Extracted records
====

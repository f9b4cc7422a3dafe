//! HTTP shipper: compresses a batch and POSTs it to the log-ingest API,
//! classifying the response into an outcome for the pipeline driver.

use std::io::Write;
use std::sync::Arc;
use std::time::{Duration, Instant};

use flate2::write::GzEncoder;
use flate2::Compression;
use http::header::{AUTHORIZATION, CONTENT_ENCODING, CONTENT_TYPE};
use reqwest_middleware::{ClientBuilder, ClientWithMiddleware};
use reqwest_retry::policies::ExponentialBackoff;
use reqwest_retry::{RetryTransientMiddleware, Retryable, RetryableStrategy};
use tracing::{debug, error, warn};

use crate::config::SinkSettings;
use crate::errors::{LogtapError, Result};
use crate::sink::credentials::TokenProvider;

pub const LOG_INGEST_URL_SUFFIX: &str = "/api/v2/logs/ingest";

const ENVIRONMENT_AG_URL_PART: &str = "/e/";

const CONNECT_TIMEOUT: Duration = Duration::from_secs(3);
const READ_TIMEOUT: Duration = Duration::from_secs(12);
const MAX_RETRIES: u32 = 3;
const GZIP_LEVEL: u32 = 6;

/// Retry only on the throttling/space statuses; everything else is settled
/// by the first response, and transport errors surface immediately.
struct IngestRetryStrategy;

impl RetryableStrategy for IngestRetryStrategy {
    fn handle(
        &self,
        result: &reqwest_middleware::Result<reqwest::Response>,
    ) -> Option<Retryable> {
        match result {
            Ok(response) if matches!(response.status().as_u16(), 429 | 503) => {
                Some(Retryable::Transient)
            }
            Ok(_) => None,
            Err(_) => Some(Retryable::Fatal),
        }
    }
}

/// Shipper for one sink.
pub struct Shipper {
    http: ClientWithMiddleware,
    ingest_url: String,
    tenant_id: String,
    api_key_parameter: String,
    tokens: Arc<dyn TokenProvider>,
}

impl Shipper {
    pub fn new(settings: &SinkSettings, tokens: Arc<dyn TokenProvider>) -> Result<Self> {
        let client = reqwest::Client::builder()
            .connect_timeout(CONNECT_TIMEOUT)
            .read_timeout(READ_TIMEOUT)
            .user_agent(format!("logtap/{}", env!("CARGO_PKG_VERSION")))
            .danger_accept_invalid_certs(!settings.verify_tls)
            .build()?;

        let backoff = ExponentialBackoff::builder()
            .retry_bounds(Duration::from_millis(500), Duration::from_secs(4))
            .build_with_max_retries(MAX_RETRIES);
        let http = ClientBuilder::new(client)
            .with(RetryTransientMiddleware::new_with_policy_and_strategy(
                backoff,
                IngestRetryStrategy,
            ))
            .build();

        Ok(Shipper {
            http,
            ingest_url: format!(
                "{}{}",
                settings.environment_url.trim_end_matches('/'),
                LOG_INGEST_URL_SUFFIX
            ),
            tenant_id: extract_tenant_id_from_url(&settings.environment_url),
            api_key_parameter: settings.api_key_parameter.clone(),
            tokens,
        })
    }

    /// POSTs one serialized batch (a JSON array) with gzip compression and
    /// bounded retries, classifying the response per the ingest contract.
    pub async fn ship(&self, payload: &[u8], batch_num: u32, source: &str) -> Result<()> {
        let token = self.tokens.get_token(&self.api_key_parameter).await?;

        metrics::histogram!("UncompressedIngestPayloadSize").record(payload.len() as f64);

        let mut encoder = GzEncoder::new(Vec::new(), Compression::new(GZIP_LEVEL));
        encoder.write_all(payload)?;
        let compressed = encoder.finish()?;

        debug!(
            "{}: posting batch {batch_num} ({} bytes compressed)",
            self.tenant_id,
            compressed.len()
        );

        let started = Instant::now();
        let response = self
            .http
            .post(&self.ingest_url)
            .header(AUTHORIZATION, format!("Api-Token {token}"))
            .header(CONTENT_TYPE, "application/json; charset=utf-8")
            .header(CONTENT_ENCODING, "gzip")
            .body(compressed)
            .send()
            .await?;

        let outcome = self
            .classify(response, payload.len(), batch_num, source)
            .await;
        metrics::histogram!("IngestionTime").record(started.elapsed().as_secs_f64());
        outcome
    }

    async fn classify(
        &self,
        response: reqwest::Response,
        payload_len: usize,
        batch_num: u32,
        source: &str,
    ) -> Result<()> {
        let status = response.status().as_u16();
        match status {
            204 => {
                debug!(
                    "{}: successfully posted batch {batch_num}. Ingested {:.2} KB of log data",
                    self.tenant_id,
                    payload_len as f64 / 1024.0
                );
                metrics::counter!("IngestHTTP204").increment(1);
                Ok(())
            }
            200 => {
                let body = response.text().await.unwrap_or_default();
                warn!(
                    "{}: parts of batch {batch_num} were not successfully posted: {body}. Source file: {source}",
                    self.tenant_id
                );
                metrics::counter!("IngestHTTP200").increment(1);
                Ok(())
            }
            400 => {
                let body = response.text().await.unwrap_or_default();
                warn!(
                    "{}: parts of batch {batch_num} were not successfully posted: {body}. Source file: {source}",
                    self.tenant_id
                );
                metrics::counter!("IngestHTTP400").increment(1);
                Ok(())
            }
            429 => {
                error!(
                    "{}: throttled by the ingest endpoint. Exhausted retry attempts. Source file: {source}",
                    self.tenant_id
                );
                metrics::counter!("IngestHTTP429").increment(1);
                Err(LogtapError::Throttled)
            }
            503 => {
                error!(
                    "{}: usable space limit reached. Exhausted retry attempts. Source file: {source}",
                    self.tenant_id
                );
                metrics::counter!("IngestHTTP503").increment(1);
                Err(LogtapError::SpaceLimitReached)
            }
            status => {
                let body = response.text().await.unwrap_or_default();
                error!(
                    "{}: HTTP {status} error posting batch {batch_num}: {body}. Source file: {source}",
                    self.tenant_id
                );
                metrics::counter!("IngestHTTPOther").increment(1);
                Err(LogtapError::IngestionFailure { status, body })
            }
        }
    }
}

/// Extracts the tenant id from an environment URL, for diagnostics.
///
/// Managed URLs carry the tenant behind `/e/`; SaaS URLs carry it as the
/// first host label.
pub fn extract_tenant_id_from_url(environment_url: &str) -> String {
    if let Some(position) = environment_url.find(ENVIRONMENT_AG_URL_PART) {
        let start = position + ENVIRONMENT_AG_URL_PART.len();
        let rest = &environment_url[start..];
        let end = rest.find('/').unwrap_or(rest.len());
        rest[..end].to_string()
    } else {
        let start = environment_url
            .find("//")
            .map(|position| position + 2)
            .unwrap_or(0);
        let rest = &environment_url[start..];
        let end = rest.find('.').unwrap_or(rest.len());
        rest[..end].to_string()
    }
}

====

* TASK DESCRIPTION: Lines from the top of the entries above to the line that contains "use flate2::Compression;" should be set down exactly, please, with both ends kept and nothing added.

* RESULT OF THE TASK:
repository f9b4cc7422a3dafe
//! HTTP shipper: compresses a batch and POSTs it to the log-ingest API,
//! classifying the response into an outcome for the pipeline driver.

use std::io::Write;
use std::sync::Arc;
use std::time::{Duration, Instant};

use flate2::write::GzEncoder;
use flate2::Compression;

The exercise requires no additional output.